1. in the 70's they had no translator, it was simply the TV station guy who went there to the USA with his own (decent) English to interview everyone; in the 90's they hired a Japanese lady translator when in Japan; "last year" when Obama came to Japan, his official Japanese translator was a huge, American, scary-looking "military white guy" with a buzzcut. i was like... what? Obama has something against hiring Japanese people?! it looked like something out of a cult.

2. japanese people act exactly like swedes. i know i keep saying this, but they even SAY THE EXACT SAME THINGS AS SWEDES. americans don't make a WWII documentary showing the side of and sympathizing with the "enemy", but japan does (and so does sweden)! japanese people who were literally born and raised in hiroshima and study the bombing as their main profession sit there going "no matter what your home country, the pain of losing your child is the same" etc. americans don't do this. not modern americans, anyway.
03 July 2017 @ 04:10 pm
the JLPT has a self-evaluation chart per level here (PDF link), it looks useful for other languages as well. i fit in just nicely to the N2 self-evaluation (out of the things i have experience in anyway) so hopefully that means i did actually pass…


now i’ll be studying to get to N1 level before october. it won’t be very serious study since it’s unnecessary, but now that i’m at the point where studying isn’t a chore i think i’ll still get a lot done. and i should study swedish this summer too, considering i won’t be able to just walk to the library and find swedish books in japan… i’m supposed to get info on what my housing will be like for the exchange stay this week!
23 April 2017 @ 10:35 pm
went and joined like 10 anime/manga comms... of course most of them were completely dead but hey!! there's hope for the future!! honestly i'm just waiting for the "next big site" that'll be like LJ/DW, not like twitter/tumblr, and that'll have tons of people. like the good ol' days.

started on some new kimchi; also on making soy sauce, and fermented tomato paste/ketchup (some has garlic and some doesnt: the one with garlic isn't separating and i'm not sure if it SHOULD be separating or not). i'm not sure if the kimchi will taste okay this time, i only put in ginger and onion. my fish (for fish sauce) is fermenting nicely, probably - it was smelling when i opened it today so i think that's a good sign. and i'm trying to make nattou again, i just wish i had an incubator or good heating mat to ensure that it always turns out well...
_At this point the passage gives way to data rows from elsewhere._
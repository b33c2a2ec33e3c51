use std::path::Path;

use anyhow::bail;
use cildecode::{
    disassembler::decode_methods,
    metadata::resolver::{CachingResolver, OpaqueResolver},
};
use log::{debug, warn};
use serde::Serialize;

use crate::{
    app::GlobalOptions,
    commands::common::{collect_inputs, file_display_name, load_input, split_input, InputOptions},
    output::{print_output, Align, TabWriter},
};

#[derive(Debug, Serialize)]
struct FileEntry {
    file: String,
    #[serde(skip_serializing_if = "Option::is_none")]
    code_size: Option<usize>,
    #[serde(skip_serializing_if = "Option::is_none")]
    instructions: Option<usize>,
    #[serde(skip_serializing_if = "Option::is_none")]
    error: Option<String>,
}

#[derive(Debug, Serialize)]
struct BatchOutput {
    files: Vec<FileEntry>,
    decoded: usize,
    failed: usize,
    cached_tokens: usize,
}

pub fn run(path: &Path, input: InputOptions, opts: &GlobalOptions) -> anyhow::Result<()> {
    let paths = collect_inputs(path)?;
    if paths.is_empty() {
        bail!("no .il, .bin or .hex files found in {}", path.display());
    }
    debug!("Found {} input files", paths.len());

    let mut entries: Vec<FileEntry> = paths
        .iter()
        .map(|p| FileEntry {
            file: relative_name(path, p),
            code_size: None,
            instructions: None,
            error: None,
        })
        .collect();

    let mut loaded = Vec::with_capacity(paths.len());
    for (index, file) in paths.iter().enumerate() {
        match load_input(file, input) {
            Ok(data) => loaded.push((index, data)),
            Err(e) => {
                warn!("Skipping {}: {e:#}", file.display());
                entries[index].error = Some(format!("{e:#}"));
            }
        }
    }

    let mut bodies: Vec<(usize, &[u8])> = Vec::with_capacity(loaded.len());
    for (index, data) in &loaded {
        match split_input(data, input.body) {
            Ok(split) => {
                entries[*index].code_size = Some(split.code.len());
                bodies.push((*index, split.code));
            }
            Err(e) => {
                warn!("Skipping {}: {e}", paths[*index].display());
                entries[*index].error = Some(e.to_string());
            }
        }
    }

    let resolver = CachingResolver::new(OpaqueResolver);
    for (index, result) in decode_methods(&bodies, &resolver) {
        match result {
            Ok(instructions) => entries[index].instructions = Some(instructions.len()),
            Err(e) => entries[index].error = Some(e.to_string()),
        }
    }

    let decoded = entries.iter().filter(|e| e.instructions.is_some()).count();
    let output = BatchOutput {
        failed: entries.len() - decoded,
        files: entries,
        decoded,
        cached_tokens: resolver.cached(),
    };

    print_output(&output, opts, |out| {
        let mut tw = TabWriter::new(vec![
            ("File", Align::Left),
            ("Code", Align::Right),
            ("Instructions", Align::Right),
            ("Status", Align::Left),
        ]);
        for e in &out.files {
            tw.row(vec![
                e.file.clone(),
                e.code_size.map(|s| s.to_string()).unwrap_or_default(),
                e.instructions.map(|n| n.to_string()).unwrap_or_default(),
                e.error.clone().unwrap_or_else(|| "ok".to_string()),
            ]);
        }
        tw.print();
        println!(
            "\n{} file(s) decoded, {} failed, {} distinct token(s) resolved.",
            out.decoded, out.failed, out.cached_tokens
        );
    })?;

    if decoded == 0 {
        bail!("no file under {} could be decoded", path.display());
    }
    Ok(())
}

fn relative_name(root: &Path, file: &Path) -> String {
    file.strip_prefix(root).map_or_else(
        |_| file_display_name(file),
        |relative| relative.display().to_string(),
    )
}
use std::path::{Path, PathBuf};

use anyhow::{bail, Context};
use cildecode::{metadata::method::MethodBody, Error};

/// How input files are interpreted.
#[derive(Debug, Clone, Copy)]
pub struct InputOptions {
    /// Input is hex text rather than raw bytes
    pub hex: bool,
    /// Input starts with a method header
    pub body: bool,
}

/// Read an input file as raw bytes, or as hex text when requested or named `*.hex`.
pub fn load_input(path: &Path, opts: InputOptions) -> anyhow::Result<Vec<u8>> {
    let data =
        std::fs::read(path).with_context(|| format!("failed to read: {}", path.display()))?;

    if opts.hex || has_extension(path, &["hex"]) {
        let text = std::str::from_utf8(&data)
            .with_context(|| format!("hex input is not UTF-8: {}", path.display()))?;
        parse_hex(text).with_context(|| format!("invalid hex input: {}", path.display()))
    } else {
        Ok(data)
    }
}

/// Parse hex text like `"02 2D 01 00 2A"`, `"0x02,0x2d"` or `"022D01002A"`.
///
/// `#` and `//` start a comment that runs to the end of the line.
pub fn parse_hex(text: &str) -> anyhow::Result<Vec<u8>> {
    let mut bytes = Vec::new();

    for line in text.lines() {
        let line = line.split('#').next().unwrap_or_default();
        let line = line.split("//").next().unwrap_or_default();

        for word in line.split(|c: char| c.is_whitespace() || c == ',') {
            let digits = word
                .strip_prefix("0x")
                .or_else(|| word.strip_prefix("0X"))
                .unwrap_or(word);
            if digits.is_empty() {
                continue;
            }
            if digits.len() % 2 != 0 {
                bail!("odd number of hex digits in '{word}'");
            }

            for pair in digits.as_bytes().chunks(2) {
                let pair = std::str::from_utf8(pair)?;
                let byte = u8::from_str_radix(pair, 16)
                    .with_context(|| format!("'{pair}' is not a hex byte"))?;
                bytes.push(byte);
            }
        }
    }

    Ok(bytes)
}

/// The code range of an input and, for method bodies, its parsed header.
pub struct CodeInput<'a> {
    pub body: Option<MethodBody>,
    pub code: &'a [u8],
}

/// Locate the code in `data`: all of it, or the range described by its method header.
pub fn split_input(data: &[u8], body: bool) -> Result<CodeInput<'_>, Error> {
    if body {
        let header = MethodBody::from(data)?;
        let code = header.code(data)?;
        Ok(CodeInput {
            body: Some(header),
            code,
        })
    } else {
        Ok(CodeInput {
            body: None,
            code: data,
        })
    }
}

/// Collect all `.il`, `.bin` and `.hex` files recursively from a directory.
pub fn collect_inputs(dir: &Path) -> anyhow::Result<Vec<PathBuf>> {
    let mut files = Vec::new();
    collect_inputs_recursive(dir, &mut files)?;
    files.sort();
    Ok(files)
}

fn collect_inputs_recursive(dir: &Path, files: &mut Vec<PathBuf>) -> anyhow::Result<()> {
    let entries = std::fs::read_dir(dir)
        .with_context(|| format!("failed to read directory: {}", dir.display()))?;

    for entry in entries {
        let entry = entry?;
        let path = entry.path();
        if path.is_dir() {
            collect_inputs_recursive(&path, files)?;
        } else if has_extension(&path, &["il", "bin", "hex"]) {
            files.push(path);
        }
    }
    Ok(())
}

fn has_extension(path: &Path, extensions: &[&str]) -> bool {
    path.extension()
        .and_then(|e| e.to_str())
        .is_some_and(|e| extensions.iter().any(|x| e.eq_ignore_ascii_case(x)))
}

/// Extract a display-friendly filename from a path.
pub fn file_display_name(path: &Path) -> String {
    path.file_name().map_or_else(
        || path.display().to_string(),
        |f| f.to_string_lossy().to_string(),
    )
}

/// Render bytes as space separated upper-case hex.
pub fn hex_string(bytes: &[u8]) -> String {
    bytes
        .iter()
        .map(|b| format!("{b:02X}"))
        .collect::<Vec<_>>()
        .join(" ")
}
googling for how to ferment stuff is one of the times where i really, really, REALLY hate english-speaking culture. you just can't find a lot of this stuff in english, and when you do it's usually "lol i'm so crazy that i'm eating anything fermented at all! here's my weird, overly-complicated way to do it i guess i have no clue!". and for example, they're not actually starting from scratch! i looked SO HARD to find out if this separating thing was normal, except i couldn't even find anyone who was beginning their fermentation with actual tomatoes. EVERYONE, even these "look we're so healthy and living off the grid!" people are using pre-bought tomato paste. what?! in this day and age, when everyone has a blender?! you've gotta be kidding. btw when you google in swedish it's often either "lol you already know what to do! just figure it out somehow from the pictures, just like i did" or "go ask your neighbour/grandma".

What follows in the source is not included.